//! Typed binding of the LIR token contract
//!
//! Read calls are sent with `eth_call` and decoded with the `sol!` bindings.
//! Write calls are validated locally, encoded and handed to the wallet with
//! `eth_sendTransaction`. They return a [`PendingTransaction`] that can be
//! awaited until the transaction is included in a block.

use crate::{
    connection::Signer,
    error::WalletError,
    validation::{parse_address, parse_positive_amount},
};
use alloy_primitives::{Address, Bytes, TxHash};
use alloy_sol_types::SolCall;
use lir_common::{
    amount::TokenAmount,
    config::TOKEN_SYMBOL,
    provider::{request_typed, SharedProvider},
    rpc::{BlockTag, TransactionReceipt},
    token::ILirToken,
    tokio::sleep,
};
use log::{debug, trace, warn};
use serde_json::json;
use std::{fmt, time::Duration};

pub use lir_common::rpc::TransactionRequest;

// One state changing call of the contract, as entered by the user
// Inputs are kept as typed by the user and only validated when executed
#[derive(Debug, Clone, PartialEq, Eq)]
pub enum WriteCall {
    SetManager { manager: String, status: bool },
    DistributeToManager { manager: String, amount: String },
    RewardStudent { student: String, amount: String },
    BurnTokens { amount: String },
}

impl WriteCall {
    pub fn name(&self) -> &'static str {
        match self {
            Self::SetManager { .. } => "setManager",
            Self::DistributeToManager { .. } => "distributeToManager",
            Self::RewardStudent { .. } => "rewardStudent",
            Self::BurnTokens { .. } => "burnTokens",
        }
    }

    // Message shown to the user once the transaction is confirmed
    pub fn default_message(&self) -> String {
        match self {
            Self::SetManager { manager, status } => {
                format!("Manager {} status set to {}", manager, status)
            }
            Self::DistributeToManager { manager, amount } => {
                format!("Distributed {} {} to manager {}", amount, TOKEN_SYMBOL, manager)
            }
            Self::RewardStudent { student, amount } => {
                format!("Rewarded {} {} to student {}", amount, TOKEN_SYMBOL, student)
            }
            Self::BurnTokens { amount } => format!("Burned {} {} tokens", amount, TOKEN_SYMBOL),
        }
    }
}

// A transaction accepted by the wallet but not yet included
pub struct PendingTransaction {
    hash: TxHash,
    provider: SharedProvider,
    poll_interval: Duration,
}

impl fmt::Debug for PendingTransaction {
    fn fmt(&self, f: &mut fmt::Formatter<'_>) -> fmt::Result {
        f.debug_struct("PendingTransaction")
            .field("hash", &self.hash)
            .field("poll_interval", &self.poll_interval)
            .finish()
    }
}

impl PendingTransaction {
    pub fn hash(&self) -> &TxHash {
        &self.hash
    }

    // Poll the receipt until the transaction is included
    // There is no timeout, a transaction never mined keeps this future pending
    pub async fn wait(self) -> Result<TransactionReceipt, WalletError> {
        trace!("waiting for transaction {}", self.hash);
        loop {
            let receipt: Option<TransactionReceipt> = request_typed(
                self.provider.as_ref(),
                "eth_getTransactionReceipt",
                json!([self.hash]),
            )
            .await?;

            if let Some(receipt) = receipt {
                if !receipt.is_success() {
                    if log::log_enabled!(log::Level::Warn) {
                        warn!("transaction {} reverted", self.hash);
                    }
                    return Err(WalletError::ExecutionReverted(None));
                }

                if log::log_enabled!(log::Level::Debug) {
                    debug!("transaction {} confirmed", self.hash);
                }
                return Ok(receipt);
            }

            sleep(self.poll_interval).await;
        }
    }
}

// The LIR contract bound to the signer of the connected account
#[derive(Clone, Debug)]
pub struct ContractBinding {
    address: Address,
    signer: Signer,
    receipt_poll_interval: Duration,
}

impl ContractBinding {
    pub fn new(address: Address, signer: Signer, receipt_poll_interval: Duration) -> Self {
        Self {
            address,
            signer,
            receipt_poll_interval,
        }
    }

    pub fn address(&self) -> &Address {
        &self.address
    }

    pub fn signer(&self) -> &Signer {
        &self.signer
    }

    pub fn provider(&self) -> &SharedProvider {
        self.signer.provider()
    }

    async fn call<C: SolCall>(&self, call: C) -> Result<C::Return, WalletError> {
        if log::log_enabled!(log::Level::Trace) {
            trace!("eth_call {} on {}", C::SIGNATURE, self.address);
        }

        let request = TransactionRequest {
            from: Some(*self.signer.address()),
            to: self.address,
            data: call.abi_encode().into(),
        };
        let output: Bytes = request_typed(
            self.provider().as_ref(),
            "eth_call",
            json!([request, BlockTag::Latest]),
        )
        .await?;

        Ok(C::abi_decode_returns(&output, true)?)
    }

    async fn send<C: SolCall>(&self, call: C) -> Result<PendingTransaction, WalletError> {
        if log::log_enabled!(log::Level::Trace) {
            trace!("sending {} to {}", C::SIGNATURE, self.address);
        }

        let hash = self
            .signer
            .send_transaction(self.address, call.abi_encode().into())
            .await?;

        Ok(PendingTransaction {
            hash,
            provider: self.provider().clone(),
            poll_interval: self.receipt_poll_interval,
        })
    }

    pub async fn admin(&self) -> Result<Address, WalletError> {
        Ok(self.call(ILirToken::adminCall {}).await?._0)
    }

    pub async fn is_manager(&self, account: &Address) -> Result<bool, WalletError> {
        let call = ILirToken::managersCall { account: *account };
        Ok(self.call(call).await?._0)
    }

    pub async fn balance_of(&self, account: &Address) -> Result<TokenAmount, WalletError> {
        let call = ILirToken::balanceOfCall { account: *account };
        Ok(TokenAmount::new(self.call(call).await?._0))
    }

    pub async fn set_manager(&self, manager: &str, status: bool) -> Result<PendingTransaction, WalletError> {
        let manager = parse_address(manager)?;
        self.send(ILirToken::setManagerCall { manager, status })
            .await
    }

    pub async fn distribute_to_manager(&self, manager: &str, amount: &str) -> Result<PendingTransaction, WalletError> {
        let manager = parse_address(manager)?;
        let amount = parse_positive_amount(amount)?.raw();
        self.send(ILirToken::distributeToManagerCall { manager, amount })
            .await
    }

    pub async fn reward_student(&self, student: &str, amount: &str) -> Result<PendingTransaction, WalletError> {
        let student = parse_address(student)?;
        let amount = parse_positive_amount(amount)?.raw();
        self.send(ILirToken::rewardStudentCall { student, amount })
            .await
    }

    pub async fn burn_tokens(&self, amount: &str) -> Result<PendingTransaction, WalletError> {
        let amount = parse_positive_amount(amount)?.raw();
        self.send(ILirToken::burnTokensCall { amount }).await
    }

    // Dispatch a write call to its contract method
    pub async fn execute(&self, call: &WriteCall) -> Result<PendingTransaction, WalletError> {
        match call {
            WriteCall::SetManager { manager, status } => self.set_manager(manager, *status).await,
            WriteCall::DistributeToManager { manager, amount } => {
                self.distribute_to_manager(manager, amount).await
            }
            WriteCall::RewardStudent { student, amount } => {
                self.reward_student(student, amount).await
            }
            WriteCall::BurnTokens { amount } => self.burn_tokens(amount).await,
        }
    }
}

#[cfg(test)]
mod tests {
    use super::*;
    use crate::mock::MockChain;

    fn bind(chain: &std::sync::Arc<MockChain>, account: Address) -> ContractBinding {
        let signer = Signer::new(chain.clone(), account);
        ContractBinding::new(chain.contract(), signer, Duration::from_millis(10))
    }

    #[test]
    fn test_default_messages() {
        let call = WriteCall::SetManager {
            manager: "0xabc".into(),
            status: true,
        };
        assert_eq!(call.default_message(), "Manager 0xabc status set to true");

        let call = WriteCall::DistributeToManager {
            manager: "0xabc".into(),
            amount: "50".into(),
        };
        assert_eq!(call.default_message(), "Distributed 50 LIR to manager 0xabc");

        let call = WriteCall::RewardStudent {
            student: "0xdef".into(),
            amount: "1.5".into(),
        };
        assert_eq!(call.default_message(), "Rewarded 1.5 LIR to student 0xdef");

        let call = WriteCall::BurnTokens { amount: "2".into() };
        assert_eq!(call.default_message(), "Burned 2 LIR tokens");
        assert_eq!(call.name(), "burnTokens");
    }

    #[tokio::test]
    async fn test_reads() {
        let chain = MockChain::new();
        let contract = bind(&chain, chain.admin());

        assert_eq!(contract.admin().await.unwrap(), chain.admin());
        assert!(!contract.is_manager(&chain.admin()).await.unwrap());
        assert_eq!(
            contract.balance_of(&chain.contract()).await.unwrap(),
            chain.balance(&chain.contract())
        );
    }

    #[tokio::test]
    async fn test_write_and_wait() {
        let chain = MockChain::new();
        let contract = bind(&chain, chain.admin());
        let manager = MockChain::account(2);

        let pending = contract
            .set_manager(&manager.to_checksum(None), true)
            .await
            .unwrap();
        assert!(format!("{:?}", pending).contains(&format!("{:#x}", pending.hash())));
        let receipt = pending.wait().await.unwrap();
        assert!(receipt.is_success());
        assert!(contract.is_manager(&manager).await.unwrap());
    }

    #[tokio::test]
    async fn test_invalid_arguments_never_reach_the_wallet() {
        let chain = MockChain::new();
        let contract = bind(&chain, chain.admin());

        let error = contract.set_manager("0xnot-an-address", true).await.unwrap_err();
        assert!(matches!(error, WalletError::InvalidArgument(_)));
        let error = contract.burn_tokens("0").await.unwrap_err();
        assert!(matches!(error, WalletError::InvalidArgument(_)));
        let error = contract
            .distribute_to_manager(&format!("{:#x}", MockChain::account(2)), "-5")
            .await
            .unwrap_err();
        assert!(matches!(error, WalletError::InvalidArgument(_)));

        assert_eq!(chain.count_requests("eth_sendTransaction"), 0);
    }

    #[tokio::test]
    async fn test_revert_reason_is_surfaced() {
        let chain = MockChain::new();
        // Not the admin
        let contract = bind(&chain, MockChain::account(3));
        let error = contract
            .set_manager(&format!("{:#x}", MockChain::account(2)), true)
            .await
            .unwrap_err();
        assert_eq!(
            error,
            WalletError::ExecutionReverted(Some("Only admin can call this".into()))
        );
    }

    #[tokio::test]
    async fn test_failed_receipt_is_reverted() {
        let chain = MockChain::new();
        chain.fail_receipts(true);
        let contract = bind(&chain, chain.admin());
        let pending = contract.burn_tokens("1").await.unwrap();
        assert_eq!(pending.wait().await.unwrap_err(), WalletError::ExecutionReverted(None));
    }
}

■ AIM OF THE TASK
Wherever the string "included" occurs in the records, copy the line it is in.

■ REPLY
//! awaited until the transaction is included in a block.
// A transaction accepted by the wallet but not yet included
    // Poll the receipt until the transaction is included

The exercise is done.